あいつは大学を中退しなかったからね。だから成功できてないんだよ


最近、誰かの結婚式に集まった友人たちの間で私の話題がでたようです。
確かに、私にコンプレックスがあるとしたら、それは大学中退をしなかったことです。
まあ、後から思えばなんですが、あの時に辞めてたらインターネットの黎明期に参入できました。


大学1年の終わり頃、当局から成績表を渡されて、それをサークルのラウンジで観ていたら、
お馬鹿な先輩から「お前、それ燃やしてみろよ」と言われ、
まあ燃やす必要もないし、どうでもいいので、お馬鹿が喜ぶならばと、燃やしてみました。


燃えカスを見て、このお馬鹿な先輩がいるような大学を出ても意味ねえなと思いました。
このままじゃあロックスターにもなれねえし、就職活動もしたくねえしともうっすら思っていたところでした。


それを同期に打ち明けると「せっかく入ったんだから辞めとけ」と説得され、結局大学4年までズルズルといました。
卒業した年がi-mode元年です。
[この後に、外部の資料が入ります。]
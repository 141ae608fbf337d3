//! All the commands the bot supports, plus the authorization predicate gating the
//! administrative ones.

mod add_ping;
pub use add_ping::add_ping;

mod ping_list;
pub use ping_list::ping_list;

mod remove_ping;
pub use remove_ping::remove_ping;

mod set_phrase;
pub use set_phrase::set_phrase;

use {
	crate::{
		error::{Error, Result},
		Context,
	},
	poise::serenity_prelude::Permissions,
};

/// An invoker's role as far as this bot is concerned, derived from their permissions on the
/// server the command was called on.
#[derive(Debug, Clone, Copy, PartialEq, Eq)]
pub enum Role {
	/// Holds the `ADMINISTRATOR` permission.
	Administrator,

	/// Everybody else.
	Member,
}

impl Role {
	/// Derives a role from a permission set.
	pub fn from_permissions(permissions: Permissions) -> Self {
		if permissions.contains(Permissions::ADMINISTRATOR) {
			Self::Administrator
		} else {
			Self::Member
		}
	}
}

/// Authorization predicate for the administrative commands. The framework evaluates this before
/// running the command body; returning `Ok(false)` rejects the invocation via
/// [`Error::handle_command`].
pub async fn author_is_admin(ctx: Context<'_>) -> Result<bool> {
	let Some(member) = ctx.author_member().await else {
		return Err(Error::NoGuild { reason: String::new() });
	};

	let permissions = member.permissions(ctx.serenity_context())?;

	Ok(Role::from_permissions(permissions) == Role::Administrator)
}

#[cfg(test)]
mod tests {
	use super::*;

	#[test]
	fn administrator_permission_grants_the_admin_role() {
		assert_eq!(
			Role::from_permissions(Permissions::ADMINISTRATOR),
			Role::Administrator
		);
		assert_eq!(
			Role::from_permissions(Permissions::ADMINISTRATOR | Permissions::SEND_MESSAGES),
			Role::Administrator
		);
	}

	#[test]
	fn everything_else_is_a_regular_member() {
		assert_eq!(Role::from_permissions(Permissions::empty()), Role::Member);
		assert_eq!(
			Role::from_permissions(Permissions::SEND_MESSAGES | Permissions::MANAGE_MESSAGES),
			Role::Member
		);
	}
}
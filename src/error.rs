//! The global [`Error`] and [`Result`] types used across the entire crate.

use tracing::{error, info, warn};

/// Convenience alias for results using the crate's [`Error`] type.
pub type Result<T> = std::result::Result<T, Error>;

/// Global `Error` type for the entire crate.
#[derive(Debug, Clone)]
pub enum Error {
	/// Some unknown error occurred.
	Unknown,

	/// Some custom edge-case error that doesn't deserve it's own enum variant.
	Custom(String),

	/// User Input was out of range.
	InputOutOfRange,

	/// A command that only works on a Guild was called somewhere else.
	NoGuild {
		/// Extra context appended to the response.
		reason: String,
	},
}

impl std::fmt::Display for Error {
	fn fmt(&self, f: &mut std::fmt::Formatter<'_>) -> std::fmt::Result {
		f.write_str(match self {
			Error::Unknown => "Some unknown error occurred.",
			Error::Custom(msg) => msg,
			Error::InputOutOfRange => {
				"Your input was out of range. Please provide some realistic values."
			}
			Error::NoGuild { reason } => {
				return f.write_fmt(format_args!(
					"You can only call this command on a server{reason}."
				))
			}
		})
	}
}

impl std::error::Error for Error {}

impl From<serenity::Error> for Error {
	fn from(value: serenity::Error) -> Self {
		match value {
			serenity::Error::NotInRange(param, value, min, max) => {
				warn!("User Input (`{value}`) for `{param}` out of range (`{min}` - `{max}`)");
				Self::InputOutOfRange
			}
			why => {
				warn!("Error occurred: {why:?}");
				Self::Unknown
			}
		}
	}
}

impl From<color_eyre::Report> for Error {
	fn from(value: color_eyre::Report) -> Self {
		Self::Custom(value.to_string())
	}
}

impl Error {
	/// Turns a failed command invocation into a response for the invoker.
	pub async fn handle_command(error: poise::FrameworkError<'_, crate::GlobalState, Error>) {
		error!("Command failed. {error:?}");

		let content = match &error {
			poise::FrameworkError::Command { error, .. } => error.to_string(),
			poise::FrameworkError::ArgumentParse { input, .. } => {
				format!(
					"You provided invalid input. {}",
					if let Some(input) = input { input.as_str() } else { "" }
				)
			}
			poise::FrameworkError::CommandCheckFailed { error: Some(why), .. } => why.to_string(),
			poise::FrameworkError::CommandCheckFailed { error: None, .. } => {
				String::from("You need administrator permissions to use this command!")
			}
			poise::FrameworkError::MissingBotPermissions { missing_permissions, .. } => {
				error!("{missing_permissions}");
				String::from("The bot is missing permissions for this action. Please contact the server owner and kindly ask them to give the bot the required permissions.")
			}
			why => {
				error!("{why:?}");
				String::from("Failed to execute command.")
			}
		};

		if let Some(ctx) = &error.ctx() {
			if let Err(why) = ctx.say(content.as_str()).await {
				error!("Failed to respond to command. {why:?}");
			}

			info!("Handled error with `{content}`.");
		}
	}
}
自分が起業するとき、もうすでにインデックスやサイバードは時代の寵児になっていました。


自分で決めたことを周りに止められ、それでも振りきれなかったというのは情けないものです。


冒頭の言葉を述べた知人は、以前、私にこういいました。


有名大学を出た人は、そのリワード(見返り)を求める。折角、○○大学を出たんだから、それに見合う人生を送りたいと思っちゃうんだよ。だから起業するよりも有名企業に入りたがるんだ」と。
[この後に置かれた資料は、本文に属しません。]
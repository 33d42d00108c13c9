use rand::Rng;

use crate::config::{GridSize, MAX_FOOD_SPAWN_ATTEMPTS};
use crate::snake::{Position, Snake};

/// Picks a food cell not occupied by the snake.
///
/// Draws uniformly random cells and rejects those on the snake's body. The
/// rejection loop is capped: once the attempt budget is spent (relevant only
/// when the snake covers most of the board), placement falls back to a
/// row-major scan for the first free cell, so this always terminates.
///
/// Returns `None` only when the snake covers every cell of the grid.
#[must_use]
pub fn spawn_position<R: Rng + ?Sized>(
    rng: &mut R,
    bounds: GridSize,
    snake: &Snake,
) -> Option<Position> {
    for _ in 0..MAX_FOOD_SPAWN_ATTEMPTS {
        let candidate = Position {
            x: rng.gen_range(0..i32::from(bounds.width)),
            y: rng.gen_range(0..i32::from(bounds.height)),
        };

        if !snake.occupies(candidate) {
            return Some(candidate);
        }
    }

    first_free_cell(bounds, snake)
}

fn first_free_cell(bounds: GridSize, snake: &Snake) -> Option<Position> {
    for y in 0..i32::from(bounds.height) {
        for x in 0..i32::from(bounds.width) {
            let position = Position { x, y };
            if !snake.occupies(position) {
                return Some(position);
            }
        }
    }

    None
}
use rand::SeedableRng;
use rand::rngs::StdRng;

use crate::config::{FOOD_POINTS, GameRules, GridSize, POINTS_PER_LEVEL};
use crate::food;
use crate::input::{Direction, GameInput};
use crate::snake::{Position, Snake};

/// Session lifecycle state.
///
/// `Idle` is the initial state and the reset target. `GameOver` is terminal;
/// only an explicit reset leaves it. There is no pause state: the host
/// suspends the session by simply not calling [`GameState::tick`].
#[derive(Debug, Clone, Copy, Eq, PartialEq)]
pub enum GameStatus {
    Idle,
    Running,
    GameOver,
}

/// Complete mutable simulation state for one session.
///
/// The engine is timer-free: the host owns scheduling and calls `tick` once
/// per period. All mutation happens through `tick`, `apply_input`, `start`
/// and `reset`, so a single-threaded caller needs no synchronization.
#[derive(Debug, Clone)]
pub struct GameState {
    pub snake: Snake,
    pub food: Position,
    pub score: u32,
    pub level: u32,
    pub status: GameStatus,
    rules: GameRules,
    rng: StdRng,
}

impl GameState {
    /// Creates an idle session with entropy-seeded food placement.
    #[must_use]
    pub fn new(rules: GameRules) -> Self {
        Self::new_with_seed(rules, rand::random())
    }

    /// Creates a deterministic session for tests and reproducible runs.
    #[must_use]
    pub fn new_with_seed(rules: GameRules, seed: u64) -> Self {
        Self {
            snake: initial_snake(rules.size),
            food: initial_food(rules.size),
            score: 0,
            level: 1,
            status: GameStatus::Idle,
            rules,
            rng: StdRng::seed_from_u64(seed),
        }
    }

    /// Begins play. No-op unless the session is idle.
    pub fn start(&mut self) {
        if self.status == GameStatus::Idle {
            self.status = GameStatus::Running;
        }
    }

    /// Restores the initial session state, from any status.
    ///
    /// Always lands on the identical idle state: center snake, fixed food
    /// cell, rightward direction, zeroed score, level 1. The random number
    /// generator is not re-seeded; it only influences future food placement.
    pub fn reset(&mut self) {
        self.snake = initial_snake(self.rules.size);
        self.food = initial_food(self.rules.size);
        self.score = 0;
        self.level = 1;
        self.status = GameStatus::Idle;
    }

    /// Advances the simulation by exactly one step.
    ///
    /// No-op unless running. Otherwise exactly one of three outcomes results:
    /// a routine move, a self-collision ending the session with the score
    /// frozen, or a food consumption applying growth, scoring, leveling and
    /// a food respawn.
    pub fn tick(&mut self) {
        if self.status != GameStatus::Running {
            return;
        }

        // Constant-length move first; the removed tail comes back only when
        // food is eaten this tick.
        let removed_tail = self.snake.advance(self.rules.size);

        // Collision is judged against the post-move, pre-growth body, so a
        // head landing on the vacated tail cell is not a death.
        if self.snake.head_overlaps_body() {
            self.status = GameStatus::GameOver;
            return;
        }

        if self.snake.head() != self.food {
            return;
        }

        self.snake.grow_tail(removed_tail);
        self.score += FOOD_POINTS;

        if self.rules.leveling && self.score % POINTS_PER_LEVEL == 0 {
            self.level += 1;
        }

        match food::spawn_position(&mut self.rng, self.rules.size, &self.snake) {
            Some(position) => self.food = position,
            // The snake fills the entire board; nothing left to play for.
            None => self.status = GameStatus::GameOver,
        }
    }

    /// Applies one external input event.
    ///
    /// Direction changes only reach the snake while running; confirm starts
    /// an idle session and resets a finished one. Invalid inputs are dropped
    /// without signaling an error.
    pub fn apply_input(&mut self, input: GameInput) {
        match input {
            GameInput::Direction(direction) => {
                if self.status == GameStatus::Running {
                    self.snake.steer(direction);
                }
            }
            GameInput::Confirm => match self.status {
                GameStatus::Idle => self.start(),
                GameStatus::GameOver => self.reset(),
                GameStatus::Running => {}
            },
            GameInput::Quit => {}
        }
    }

    /// Returns the session rules.
    #[must_use]
    pub fn rules(&self) -> GameRules {
        self.rules
    }

    /// Returns the grid dimensions.
    #[must_use]
    pub fn bounds(&self) -> GridSize {
        self.rules.size
    }

    /// Returns true while the simulation is advancing.
    #[must_use]
    pub fn is_playing(&self) -> bool {
        self.status == GameStatus::Running
    }

    /// Returns true once the session has ended.
    #[must_use]
    pub fn is_game_over(&self) -> bool {
        self.status == GameStatus::GameOver
    }
}

fn initial_snake(size: GridSize) -> Snake {
    let center = Position {
        x: i32::from(size.width / 2),
        y: i32::from(size.height / 2),
    };
    Snake::new(center, Direction::Right)
}

fn initial_food(size: GridSize) -> Position {
    // Three quarters along both axes: (15, 15) on the default 20x20 board.
    Position {
        x: i32::from(size.width) * 3 / 4,
        y: i32::from(size.height) * 3 / 4,
    }
}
ソシャゲーの大手で球団をももっている会社について、学生バイトから「あの会社は、東大枠ってのがあるらしい」と聞きました。
青学の人から見たら悔しい話ですが、ビジネスとして理にかなっているのだと思いました。


ブランド企業にとって、ブランド人材をとるのに効率がいいのが、ブランド大学生です。
(あえて、「一流」とか「優秀」という言葉を避けてみました。「ピッカピカ」と言い換えてもいいでしょう。)


受験ヒエラルキーは、トップ企業にとっては人材獲得のためには効率のいい手段です。
それを親もわかっているので、ご子息への投資を「受験」に集中させたがります。


実はこの記事、鬼頭さんの「中学受験は「120%親のエゴ」と、肝に銘じよ
を読んで、それに触発されて書いているわけですが、この古臭い受験勉強というビジネスモデル、ここに来ていろいろ歪がでてきてるなあと思います。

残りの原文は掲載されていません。